La sécurité des citoyens est la mission essentielle de l’État. La terminologie républicaine et française est d’ailleurs paradoxale, qui fait référence à la tradition monarchique pour désigner ce rôle primordial. Les « fonctions régaliennes » comprenaient jadis la police, la justice, la défense et la monnaie. Déjà, depuis l’adoption de l’euro, le corps souverain de la République a perdu l’un de ses membres et c’est sans doute pourquoi il va claudiquant. Plus exactement, l’autorité sur la monnaie s’est muée en pouvoir sur les finances et celui, en particulier, de s’autoriser des déficits récurrents depuis plus de 40 ans !

Mais au fil des années la solidarité, cette nouvelle et si noble cause, a ravi la priorité aux autres missions et englouti avec ferveur les budgets qui auraient dû leur être consacrés. C’est ainsi que les armées, la justice, mais aussi la police ont payé le lourd tribut d’une prodigalité sans frontières au « social », cette fierté toute française dont seuls les hommes politiques en mal d’autorité et de vision se félicitent, avec les innombrables bénéficiaires, évidemment, lesquels les confortent périodiquement avec leurs voix, pour ceux qui en ont le droit.

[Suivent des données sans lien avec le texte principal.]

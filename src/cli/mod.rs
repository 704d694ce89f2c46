//! EN-017: CLI subcommands: init, inspect, inputs, test, status.

use crate::core::error::{Error, Result};
use crate::core::harness::{self, ModuleOutcome, RunOptions};
use crate::core::lifecycle::prepare_payload;
use crate::core::types::{HarnessConfig, ModuleInterface, RunReport};
use crate::core::{config, report};
use crate::provision::terraform::TerraformProvisioner;
use clap::{Subcommand, ValueEnum};
use std::path::{Path, PathBuf};

#[derive(Subcommand, Debug)]
pub enum Commands {
    /// Write an ensayo.yaml template and a state directory
    Init {
        /// Directory to initialize (default: current)
        #[arg(default_value = ".")]
        path: PathBuf,
    },

    /// Show a module's required inputs, optional defaults, and outputs
    Inspect {
        /// Module directory
        #[arg(env = "MODULE_PATH")]
        module: PathBuf,

        /// Path to ensayo.yaml
        #[arg(short, long)]
        config: Option<PathBuf>,
    },

    /// Print the inputs a test run would pass, without running anything
    Inputs {
        /// Module directory
        #[arg(env = "MODULE_PATH")]
        module: PathBuf,

        /// Path to ensayo.yaml
        #[arg(short, long)]
        config: Option<PathBuf>,

        /// Output format
        #[arg(long, value_enum, default_value_t = InputsFormat::Env)]
        format: InputsFormat,
    },

    /// Apply each module, check its outputs, destroy it
    Test {
        /// Module directories
        #[arg(env = "MODULE_PATH", required = true, num_args = 1..)]
        modules: Vec<PathBuf>,

        /// Path to ensayo.yaml
        #[arg(short, long)]
        config: Option<PathBuf>,

        /// Provisioning tool binary (overrides the config)
        #[arg(long)]
        terraform: Option<String>,

        /// State directory
        #[arg(long, default_value = "state")]
        state_dir: PathBuf,

        /// Modules tested at once (0 = one per CPU)
        #[arg(short, long, default_value_t = 1)]
        jobs: usize,

        /// Run in the module directory instead of a temporary copy
        #[arg(long)]
        no_isolate: bool,

        /// Skip the post-apply plan check
        #[arg(long)]
        skip_idempotence: bool,

        /// Do not write events or reports
        #[arg(long)]
        no_record: bool,
    },

    /// Show the last test run of each module
    Status {
        /// State directory
        #[arg(long, default_value = "state")]
        state_dir: PathBuf,

        /// Only modules whose key or path contains this
        #[arg(short, long)]
        module: Option<String>,
    },
}

#[derive(ValueEnum, Debug, Clone, Copy, PartialEq, Eq)]
pub enum InputsFormat {
    /// `TF_VAR_name=value` lines, then `-var` arguments
    Env,
    /// JSON object with `env` and `vars`
    Json,
}

/// Dispatch a CLI command.
pub fn dispatch(cmd: Commands) -> Result<()> {
    match cmd {
        Commands::Init { path } => cmd_init(&path),
        Commands::Inspect { module, config } => cmd_inspect(&module, config.as_deref()),
        Commands::Inputs {
            module,
            config,
            format,
        } => cmd_inputs(&module, config.as_deref(), format),
        Commands::Test {
            modules,
            config,
            terraform,
            state_dir,
            jobs,
            no_isolate,
            skip_idempotence,
            no_record,
        } => {
            let overrides = Overrides {
                terraform,
                no_isolate,
                skip_idempotence,
            };
            cmd_test(
                &modules,
                config.as_deref(),
                &overrides,
                &state_dir,
                jobs,
                !no_record,
            )
        }
        Commands::Status { state_dir, module } => cmd_status(&state_dir, module.as_deref()),
    }
}

/// Command-line settings that win over ensayo.yaml.
#[derive(Debug, Default)]
struct Overrides {
    terraform: Option<String>,
    no_isolate: bool,
    skip_idempotence: bool,
}

fn effective_config(file: Option<&Path>, overrides: &Overrides) -> Result<HarnessConfig> {
    let mut config = config::load_config(file)?;
    if let Some(ref binary) = overrides.terraform {
        config.provisioner.binary = binary.clone();
    }
    if overrides.no_isolate {
        config.isolate = false;
    }
    if overrides.skip_idempotence {
        config.provisioner.verify_idempotent = false;
    }
    Ok(config)
}

fn cmd_init(path: &Path) -> Result<()> {
    let config_path = path.join(config::CONFIG_FILE_NAME);
    if config_path.exists() {
        return Err(Error::Config(format!(
            "{} already exists",
            config_path.display()
        )));
    }

    let state_dir = path.join("state");
    std::fs::create_dir_all(&state_dir)?;
    std::fs::write(&config_path, config::template())?;

    println!("Initialized ensayo at {}", path.display());
    println!("  Created: {}", config_path.display());
    println!("  Created: {}/", state_dir.display());
    Ok(())
}

fn cmd_inspect(module: &Path, file: Option<&Path>) -> Result<()> {
    let config = effective_config(file, &Overrides::default())?;
    let iface = harness::inspect_module(module, &config)?;
    print_interface(module, &iface);
    Ok(())
}

fn print_interface(module: &Path, iface: &ModuleInterface) {
    let vars = &iface.variables;
    println!("Module: {}", module.display());

    println!("  Required ({}):", vars.required.len());
    for name in &vars.required {
        let declared = vars
            .variable(name)
            .and_then(|v| v.declared_type.as_deref())
            .map(|t| format!(" [{}]", t))
            .unwrap_or_default();
        println!("    {}{}", name, declared);
    }

    println!("  Optional ({}):", vars.optional_defaults.len());
    for (name, default) in &vars.optional_defaults {
        let sensitive = vars.variable(name).map(|v| v.sensitive).unwrap_or(false);
        let shown = if sensitive { "(sensitive)" } else { default.as_str() };
        println!("    {} = {:?}", name, shown);
    }

    println!("  Outputs ({}):", iface.outputs.len());
    for output in &iface.outputs {
        println!("    {}", output.name);
    }

    for (name, declared) in harness::type_gaps(iface) {
        println!(
            "  warning: '{}' is {} but will receive a string placeholder",
            name, declared
        );
    }
}

fn cmd_inputs(module: &Path, file: Option<&Path>, format: InputsFormat) -> Result<()> {
    let config = effective_config(file, &Overrides::default())?;
    let iface = harness::inspect_module(module, &config)?;
    let synthesized = harness::synthesize_inputs(&iface, &config)?;
    let payload = prepare_payload(
        &module.join(&config.declarations.variables_file),
        &synthesized,
        &iface.variables.optional_defaults,
        &config.provisioner.env_prefix,
    )?;

    match format {
        InputsFormat::Env => {
            for (key, value) in &payload.env {
                println!("{}={}", key, value);
            }
            for (name, value) in &payload.vars {
                println!("-var {}={}", name, value);
            }
        }
        InputsFormat::Json => {
            let doc = serde_json::json!({
                "env": payload.env,
                "vars": payload.vars,
            });
            let text = serde_json::to_string_pretty(&doc)
                .map_err(|e| Error::Config(format!("cannot serialize inputs: {}", e)))?;
            println!("{}", text);
        }
    }
    Ok(())
}

fn cmd_test(
    modules: &[PathBuf],
    file: Option<&Path>,
    overrides: &Overrides,
    state_dir: &Path,
    jobs: usize,
    record: bool,
) -> Result<()> {
    let config = effective_config(file, overrides)?;
    let opts = RunOptions {
        config: &config,
        state_dir,
        record,
    };
    let binary = config.provisioner.binary.clone();
    let verify = config.provisioner.verify_idempotent;
    let make = move |dir: &Path| {
        let tf = TerraformProvisioner::new(binary.clone(), dir);
        if verify {
            tf
        } else {
            tf.without_idempotence_check()
        }
    };

    let outcomes = harness::run_many(modules, &opts, jobs, &make)?;
    for outcome in &outcomes {
        print_outcome(outcome);
    }

    let failed = outcomes.iter().filter(|o| !o.passed()).count();
    println!();
    if failed > 0 {
        println!(
            "Test completed with errors: {} passed, {} FAILED",
            outcomes.len() - failed,
            failed
        );
        return Err(Error::TestsFailed {
            failed,
            total: outcomes.len(),
        });
    }
    println!("Test complete: {} passed.", outcomes.len());
    Ok(())
}

fn print_outcome(outcome: &ModuleOutcome) {
    match &outcome.result {
        Ok(report) => {
            let verdict = if report.passed { "PASS" } else { "FAIL" };
            println!(
                "{}: {} (reached {}, {}, {:.1}s)",
                outcome.module.display(),
                verdict,
                report.reached,
                report.state,
                report.duration_seconds
            );
            if let Some(ref failure) = report.failure {
                println!("  error: {}", failure);
            }
            if let Some(ref teardown) = report.destroy_error {
                println!("  teardown: {}", teardown);
            }
        }
        Err(e) => {
            let phase = if e.is_declaration_error() {
                "declarations"
            } else {
                "setup"
            };
            println!("{}: FAIL ({}, not provisioned)", outcome.module.display(), phase);
            println!("  error: {}", e);
        }
    }
}

fn cmd_status(state_dir: &Path, filter: Option<&str>) -> Result<()> {
    let reports: Vec<RunReport> = report::list_reports(state_dir)?
        .into_iter()
        .filter(|r| filter.is_none_or(|f| r.module_key.contains(f) || r.module.contains(f)))
        .collect();

    if reports.is_empty() {
        println!("No runs found. Run `ensayo test` first.");
        return Ok(());
    }

    for r in &reports {
        let verdict = if r.passed { "PASS" } else { "FAIL" };
        println!("Module: {} ({})", r.module, r.module_key);
        println!("  Run: {} at {}", r.run_id, r.finished_at);
        println!(
            "  Result: {} [{} → {}] ({:.2}s)",
            verdict, r.reached, r.state, r.duration_seconds
        );
        println!("  Fingerprint: {}", r.fingerprint);
        println!("  Inputs: {} synthesized, {} defaults", r.synthesized.len(), r.optional.len());
        println!("  Outputs checked: {}", r.outputs.len());
        for name in r.outputs.keys() {
            println!("    {}", name);
        }
        if let Some(ref failure) = r.failure {
            println!("  Error: {}", failure);
        }
        if let Some(ref teardown) = r.destroy_error {
            println!("  Teardown: {}", teardown);
        }
        println!();
    }
    Ok(())
}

Le procès de la bande de braqueurs fous de Redoine Faïd illustre, hélas, la faillite d’un État reniant ses fonctions régaliennes quand la belle humanité se retourne en de fatals boomerangs contre certains de ses citoyens.

La mort d’Aurélie Fouquet est jugée six ans après les faits. Six ans pour l’enquête et la procédure judiciaire, délai qui a permis au fils de la policière assassinée d’atteindre l’âge dit de raison. Donc de raisonnement. Ce futur citoyen-là risque fort de développer un syndrome fort de révolte et d’insoumission, sinon de vengeance.

Mais à la lenteur de la justice s’ajoutent cette minutie du droit et les incertitudes qui font, avec les vices de procédure, la nourriture des avocats. Ceux-là se repaissent des faiblesses du corps judiciaire au point que le fléau de la justice penche désormais fortement de leur côté. Dans le procès qui s’ouvre, le sujet principal est, selon les médias claironnants, de savoir qui est le véritable assassin d’Aurélie. Imaginons les fils à dévider au cours d’une enquête et le travail des experts impliqués – 25 paraîtront aux audiences – pour savoir à quel instant quel doigt de quel homme a appuyé sur la détente de quelle arme qui a projeté quelle balle fatale vers la victime ? Elle, en revanche, a été immédiatement identifiée !

Cette bande de braqueurs est collectivement – solidairement ? – responsable. Tous, possesseurs d’une arme, étaient en toute connaissance de cause engagés dans une action commando et il importe peu de connaître le véritable tireur, alors que tous en avaient la vocation. Quant au commanditaire, même s’il n’était pas directement impliqué dans l’opération, il est autant sinon plus coupable que les exécutants.

Gageons qu’à l’arrêt de la cour succéderont des recours en appel qui renverront à de nouveaux procès aux calendes. Le fils d’Aurélie sera alors bien armé pour la vie.